The proposed development, crafted by developer Larry Les, seeks to bury the Luckakuck creek headwaters and remove some of the senior trees and plant life that supports the frog, salamander, fish, duck and raccoon life in the area. Other concerns were raised about how altering this area would increase traffic and decrease the property values of people who have invested many years into making the neighbourhood their home.

In addition to speaking to council members for more than an hour and a half, local residents submitted three letters to council, including one from Donna Yates, an 83 year old resident and enthusiastic supporter of Chilliwack, who in the sunset years of her life is feeling bullied to sell her home to the developer because the developer has failed to meet with her and ensure the proposal met her needs.  

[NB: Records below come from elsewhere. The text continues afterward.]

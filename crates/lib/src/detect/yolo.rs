//! YOLOv5-family detector run on the rten inference engine.
//!
//! The model file is an `.rten` conversion of a YOLOv5 ONNX export. It takes a
//! `[1, 3, S, S]` RGB tensor in `[0, 1]` and produces `[1, N, 5 + C]` rows of
//! `cx, cy, w, h, objectness, class scores...` in input pixel space.
//!
//! Post-processing mirrors the reference YOLOv5 pipeline: score is objectness
//! times the best class score, low scores are dropped, class-aware NMS keeps
//! the survivors in descending score order, and boxes are mapped back from the
//! letterboxed input to source image pixels.

use std::path::Path;

use image::{DynamicImage, Rgb, RgbImage, imageops::FilterType};
use rten::Model;
use rten_tensor::{NdTensor, prelude::*};

use super::{BoundingBox, Candidate, DetectError, ObjectModel, labels::COCO_LABELS};
use crate::{Result, config::DetectionSettings};

/// Grey used by YOLOv5 to pad letterboxed inputs.
const PAD_VALUE: u8 = 114;

/// Inference parameters.
#[derive(Debug, Clone, PartialEq)]
pub struct YoloParams {
    /// Square input edge in pixels.
    pub input_size: u32,
    pub confidence_threshold: f32,
    pub iou_threshold: f32,
    pub max_detections: usize,
}

impl Default for YoloParams {
    fn default() -> Self {
        Self {
            input_size: 640,
            confidence_threshold: 0.25,
            iou_threshold: 0.45,
            max_detections: 300,
        }
    }
}

impl From<&DetectionSettings> for YoloParams {
    fn from(settings: &DetectionSettings) -> Self {
        Self {
            confidence_threshold: settings.confidence_threshold,
            iou_threshold: settings.iou_threshold,
            ..Self::default()
        }
    }
}

/// How a source image was fitted into the square model input.
#[derive(Debug, Clone, Copy, PartialEq)]
pub(crate) struct Letterbox {
    pub scale: f32,
    pub pad_x: f32,
    pub pad_y: f32,
}

impl Letterbox {
    /// Map a box in model input space back to source pixels.
    pub fn unmap(&self, bbox: &BoundingBox) -> BoundingBox {
        BoundingBox::new(
            (bbox.xmin - self.pad_x) / self.scale,
            (bbox.ymin - self.pad_y) / self.scale,
            (bbox.xmax - self.pad_x) / self.scale,
            (bbox.ymax - self.pad_y) / self.scale,
        )
    }
}

/// Resize `image` to fit a `size` square without distortion, centered on grey.
pub(crate) fn letterbox(image: &DynamicImage, size: u32) -> (RgbImage, Letterbox) {
    let (width, height) = (image.width().max(1), image.height().max(1));
    let scale = (size as f32 / width as f32).min(size as f32 / height as f32);
    let new_w = ((width as f32 * scale).round() as u32).clamp(1, size);
    let new_h = ((height as f32 * scale).round() as u32).clamp(1, size);
    let pad_x = (size - new_w) / 2;
    let pad_y = (size - new_h) / 2;

    let resized = image::imageops::resize(&image.to_rgb8(), new_w, new_h, FilterType::Triangle);
    let mut canvas = RgbImage::from_pixel(size, size, Rgb([PAD_VALUE; 3]));
    image::imageops::replace(&mut canvas, &resized, pad_x as i64, pad_y as i64);

    (
        canvas,
        Letterbox {
            scale,
            pad_x: pad_x as f32,
            pad_y: pad_y as f32,
        },
    )
}

/// Pack an RGB image into a `[1, 3, H, W]` tensor scaled to `[0, 1]`.
pub(crate) fn to_nchw(image: &RgbImage) -> NdTensor<f32, 4> {
    let (width, height) = image.dimensions();
    let plane = (width * height) as usize;
    let mut data = vec![0f32; 3 * plane];
    for (x, y, pixel) in image.enumerate_pixels() {
        let offset = (y * width + x) as usize;
        for channel in 0..3 {
            data[channel * plane + offset] = pixel[channel] as f32 / 255.0;
        }
    }
    NdTensor::from_data([1, 3, height as usize, width as usize], data)
}

/// Turn raw `[N, 5 + C]` rows into scored candidates above `threshold`.
///
/// Boxes stay in model input space.
pub(crate) fn decode_rows(rows: &[f32], stride: usize, threshold: f32) -> Vec<Candidate> {
    if stride < 6 {
        return Vec::new();
    }
    rows.chunks_exact(stride)
        .filter_map(|row| {
            let objectness = row[4];
            if objectness <= threshold {
                return None;
            }
            let (class_id, class_score) = row[5..]
                .iter()
                .copied()
                .enumerate()
                .max_by(|a, b| a.1.total_cmp(&b.1))?;
            let confidence = objectness * class_score;
            if confidence <= threshold {
                return None;
            }
            Some(Candidate {
                bbox: BoundingBox::from_center(row[0], row[1], row[2], row[3]),
                confidence: confidence.clamp(0.0, 1.0),
                class_id,
            })
        })
        .collect()
}

/// Class-aware greedy non-maximum suppression.
///
/// Returns at most `max_detections` candidates ordered by descending
/// confidence.
pub(crate) fn non_max_suppression(
    mut candidates: Vec<Candidate>,
    iou_threshold: f32,
    max_detections: usize,
) -> Vec<Candidate> {
    candidates.sort_by(|a, b| b.confidence.total_cmp(&a.confidence));

    let mut kept: Vec<Candidate> = Vec::new();
    for candidate in candidates {
        if kept.len() >= max_detections {
            break;
        }
        let suppressed = kept.iter().any(|k| {
            k.class_id == candidate.class_id && k.bbox.iou(&candidate.bbox) > iou_threshold
        });
        if !suppressed {
            kept.push(candidate);
        }
    }
    kept
}

/// Turn a raw `[1, N, 5 + C]` model output into candidates in source pixels.
///
/// `source` is the `(width, height)` of the image before letterboxing. Boxes
/// that vanish once clipped to the source image are dropped.
pub(crate) fn postprocess(
    output: &NdTensor<f32, 3>,
    fit: &Letterbox,
    source: (u32, u32),
    params: &YoloParams,
) -> Result<Vec<Candidate>> {
    let [_, rows, stride] = output.shape();
    if stride < 6 {
        return Err(DetectError::ModelFailed {
            reason: format!("expected [1, N, 5 + classes] output, got [1, {rows}, {stride}]"),
        }
        .into());
    }

    let raw = decode_rows(&output.to_vec(), stride, params.confidence_threshold);
    let kept = non_max_suppression(raw, params.iou_threshold, params.max_detections);

    let candidates: Vec<Candidate> = kept
        .into_iter()
        .filter_map(|c| {
            let bbox = fit.unmap(&c.bbox).clip(source.0, source.1);
            bbox.is_proper().then_some(Candidate { bbox, ..c })
        })
        .collect();

    tracing::debug!(rows, candidates = candidates.len(), "Ran detection model");
    Ok(candidates)
}

/// A YOLOv5 model loaded once and shared across requests.
pub struct YoloModel {
    model: Model,
    params: YoloParams,
}

impl YoloModel {
    /// Load a model file.
    pub fn load(path: impl AsRef<Path>, params: YoloParams) -> Result<Self> {
        let path = path.as_ref();
        let model = Model::load_file(path).map_err(|e| DetectError::ModelFailed {
            reason: format!("loading {}: {e}", path.display()),
        })?;
        tracing::info!(path = %path.display(), input_size = params.input_size, "Loaded detection model");
        Ok(Self { model, params })
    }

    /// Load the model named by `settings`.
    pub fn from_settings(settings: &DetectionSettings) -> Result<Self> {
        Self::load(&settings.model_path, YoloParams::from(settings))
    }
}

impl ObjectModel for YoloModel {
    fn infer(&self, image: &DynamicImage) -> Result<Vec<Candidate>> {
        let (input, fit) = letterbox(image, self.params.input_size);
        let input = to_nchw(&input);

        let output = self
            .model
            .run_one(input.view().into(), None)
            .map_err(|e| DetectError::ModelFailed {
                reason: e.to_string(),
            })?;
        let output: NdTensor<f32, 3> = output.try_into().map_err(|e| DetectError::ModelFailed {
            reason: format!("unexpected output: {e}"),
        })?;

        postprocess(&output, &fit, (image.width(), image.height()), &self.params)
    }

    fn class_name(&self, class_id: usize) -> Option<&str> {
        COCO_LABELS.get(class_id).copied()
    }
}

photo2.jpgThe other letters included a report from Dr. Mike Pearson who identified the waterway as having high value, providing significant habitat for many creatures including endangered species. Also included was a petition crafted by Eddy & Laura Mejlholm which received the endorsement of more than 30 of their neighbours asking that the development be opposed and replaced with a plan that protects the waterway and does not compromise the unique qualities of the neighbourhood.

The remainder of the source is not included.